Demand-pull inflation is the increase in aggregate demand, categorized by the four sections of the macroeconomy: households, business, governments, and foreign buyers.
An increase in the costs of raw materials or labor can contribute to cost-pull inflation.
Demand-pull inflation can be caused by an expanding economy, increased government spending, or overseas growth.
Cost-Push Inflation
Aggregate supply is the total volume of goods and services produced by an economy at a given price level. When the aggregate supply of goods and services decreases because of an increase in production costs, it results in cost-push inflation.
Cost-push inflation means prices have been "pushed up" by increases in the costs of any of the four factors of production—labor, capital, land, or entrepreneurship—when companies are already running at full production capacity. Companies cannot maintain profit margins by producing the same amounts of goods and services when their costs are higher and their productivity is maximized.
The price of raw materials may also cause an increase in costs. This may occur because of a scarcity of raw materials, an increase in the cost of labor to produce the raw materials, or an increase in the cost of importing raw materials. The government may also increase taxes to cover higher fuel and energy costs, forcing companies to allocate more resources to paying taxes.
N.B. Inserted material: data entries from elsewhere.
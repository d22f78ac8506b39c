//! CLI command implementations

use anyhow::{Context, Result};
use std::sync::Arc;
use tracing::{info, warn};

use crate::config::Config;
use crate::engine::{AutopilotEngine, Scheduler};
use crate::events::spawn_event_logger;
use crate::lifecycle::{ExitStrategy, TimeTravelScenario};
use crate::pilot::{PilotPreferences, PlainEnglishLevel};
use crate::strategy::types::RiskDna;

const DEMO_RISKS: [RiskDna; 6] = [
    RiskDna::UltraSafe,
    RiskDna::Careful,
    RiskDna::Balanced,
    RiskDna::Growth,
    RiskDna::Aggressive,
    RiskDna::Yolo,
];

/// Run the engine with its scheduler until Ctrl-C
pub async fn run(config: &Config, demo_pilots: usize) -> Result<()> {
    info!("Starting AutoPilot engine...");

    let engine = AutopilotEngine::builder(config.clone()).build().await?;
    let logger = spawn_event_logger(engine.events(), engine.shutdown_token());

    for i in 0..demo_pilots {
        let risk = DEMO_RISKS[i % DEMO_RISKS.len()];
        let deposit = 1_000.0 * (1 + i % 5) as f64;
        let pilot = engine
            .create_pilot(
                &format!("demo-user-{}", i + 1),
                deposit,
                PilotPreferences::default().with_risk(risk),
            )
            .await?;
        engine.enable_watch_mode(&pilot.id).await?;
    }

    let mut scheduler = Scheduler::new(engine.clone());
    scheduler.start();
    info!("Engine running. Press Ctrl-C to stop.");

    tokio::signal::ctrl_c()
        .await
        .context("Failed to listen for shutdown signal")?;
    info!("Shutdown signal received");

    scheduler.stop().await;
    engine.shutdown().await;
    if let Err(e) = logger.await {
        warn!("Event logger ended abnormally: {}", e);
    }

    print_stats(&engine).await;
    Ok(())
}

/// Drive one pilot through a number of cycles without waiting on timers
pub async fn simulate(config: &Config, deposit: f64, risk: &str, cycles: usize) -> Result<()> {
    let risk: RiskDna = risk
        .parse()
        .map_err(|e: String| anyhow::anyhow!(e))?;

    let mut config = config.clone();
    config.scheduler.execution_delay_ms = 0;
    config.storage.path = None;

    let engine = AutopilotEngine::builder(config).build().await?;
    let pilot = engine
        .create_pilot(
            "simulation",
            deposit,
            PilotPreferences {
                plain_english_level: Some(PlainEnglishLevel::Beginner),
                ..PilotPreferences::default().with_risk(risk)
            },
        )
        .await?;

    println!("\n=== SIMULATION ===\n");
    println!("Pilot: {} ({}, ${:.2})", pilot.id, risk, deposit);

    for cycle in 1..=cycles {
        let report = engine.run_trading_cycle().await;
        engine.run_learning_cycle().await;
        if report.trades_executed > 0 {
            println!("  cycle {:>3}: {} trade(s) executed", cycle, report.trades_executed);
        }
    }
    engine.run_social_proof_cycle().await;

    let snapshot = engine.get_snapshot(&pilot.id).await?;
    let p = &snapshot.pilot;
    println!("\n=== RESULT ===\n");
    println!("Value: ${:.2}", p.current_value);
    println!("Return: ${:.2} ({:+.2}%)", p.total_return, p.total_return_percent);
    println!("Trades: {}  Win rate: {:.0}%", p.total_trades, p.win_rate * 100.0);

    println!("\n=== RECENT TRADES ===\n");
    if snapshot.recent_trades.is_empty() {
        println!("No trades executed.");
    }
    for trade in snapshot.recent_trades.iter().take(5) {
        println!(
            "#{} {} {:.4} {} @ ${:.2} ({})",
            trade.id, trade.side, trade.quantity, trade.asset, trade.price, trade.strategy_id
        );
        println!("    {}", trade.narrative.beginner);
    }

    if let Some(discovery) = &snapshot.discovery {
        println!("\n=== RISK DNA ===\n");
        println!(
            "Declared {} -> discovered {} ({:.0}% confidence)",
            discovery.declared_risk,
            discovery.discovered_risk,
            discovery.confidence * 100.0
        );
        println!("{}", discovery.explanation);
    }

    let travel = engine
        .time_travel(&pilot.id, TimeTravelScenario::LastYear, None)
        .await?;
    println!("\n=== TIME TRAVEL ({}) ===\n", travel.scenario);
    println!(
        "Had you started {}: ${:.2} ({:+.2}%)",
        travel.start_date.format("%Y-%m-%d"),
        travel.hypothetical_value,
        travel.hypothetical_return_percent
    );

    let ramp = engine
        .initiate_exit_ramp(&pilot.id, ExitStrategy::Optimal)
        .await?;
    println!("\n=== EXIT RAMP ===\n");
    println!(
        "{} exit by {}; estimated tax savings ${:.2}",
        ramp.strategy,
        ramp.target_exit_date.format("%Y-%m-%d"),
        ramp.estimated_tax_savings
    );

    Ok(())
}

/// List the absorbed strategy catalog, best ranked first
pub async fn strategies(config: &Config) -> Result<()> {
    let engine = AutopilotEngine::builder(config.clone()).build().await?;
    let mut all: Vec<_> = engine.get_absorbed_strategies().iter().collect();
    all.sort_by(|a, b| b.ranking_score().total_cmp(&a.ranking_score()));

    println!("\n=== ABSORBED STRATEGIES ({}) ===\n", all.len());
    println!(
        "{:<24} {:<12} {:>6} {:>8} {:>7}  {}",
        "ID", "RISK", "WIN", "AVG", "DD", "SOURCE"
    );
    for s in all {
        println!(
            "{:<24} {:<12} {:>5.0}% {:>7.2}% {:>6.0}%  {}",
            s.id,
            s.risk_level.as_str(),
            s.win_rate * 100.0,
            s.avg_return * 100.0,
            s.max_drawdown * 100.0,
            s.source
        );
    }
    Ok(())
}

/// Show persisted pilots and engine-wide totals
pub async fn status(config: &Config) -> Result<()> {
    if config.storage.path.is_none() {
        warn!("No storage.path configured - nothing persisted to report");
    }
    let engine = AutopilotEngine::builder(config.clone()).build().await?;
    print_stats(&engine).await;
    Ok(())
}

/// Show current configuration
pub fn show_config(config: &Config) -> Result<()> {
    println!("{}", config.summary());
    Ok(())
}

async fn print_stats(engine: &Arc<AutopilotEngine>) {
    let stats = engine.get_global_stats().await;
    println!("\n=== AUTOPILOT STATUS ===\n");
    println!("Pilots: {} ({} active)", stats.total_pilots, stats.active_pilots);
    println!("Trades: {}", stats.total_trades);
    println!("Deposited: ${:.2}", stats.total_deposited);
    println!("Value: ${:.2}", stats.total_value);
    println!("Average return: {:+.2}%", stats.average_return_percent);
    println!("Strategies absorbed: {}", stats.strategies_absorbed);
}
In order to compensate, the increase in costs is passed on to consumers, causing a rise in the general price level: inflation.
For cost-push inflation to occur, demand for goods must be static or inelastic. That means demand must remain constant while the supply of goods and services decreases. One example of cost-push inflation is the oil crisis of the 1970s. The price of oil was increased by OPEC countries, while demand for the commodity remained the same. As the price continued to rise, the costs of finished goods also increased, resulting in inflation.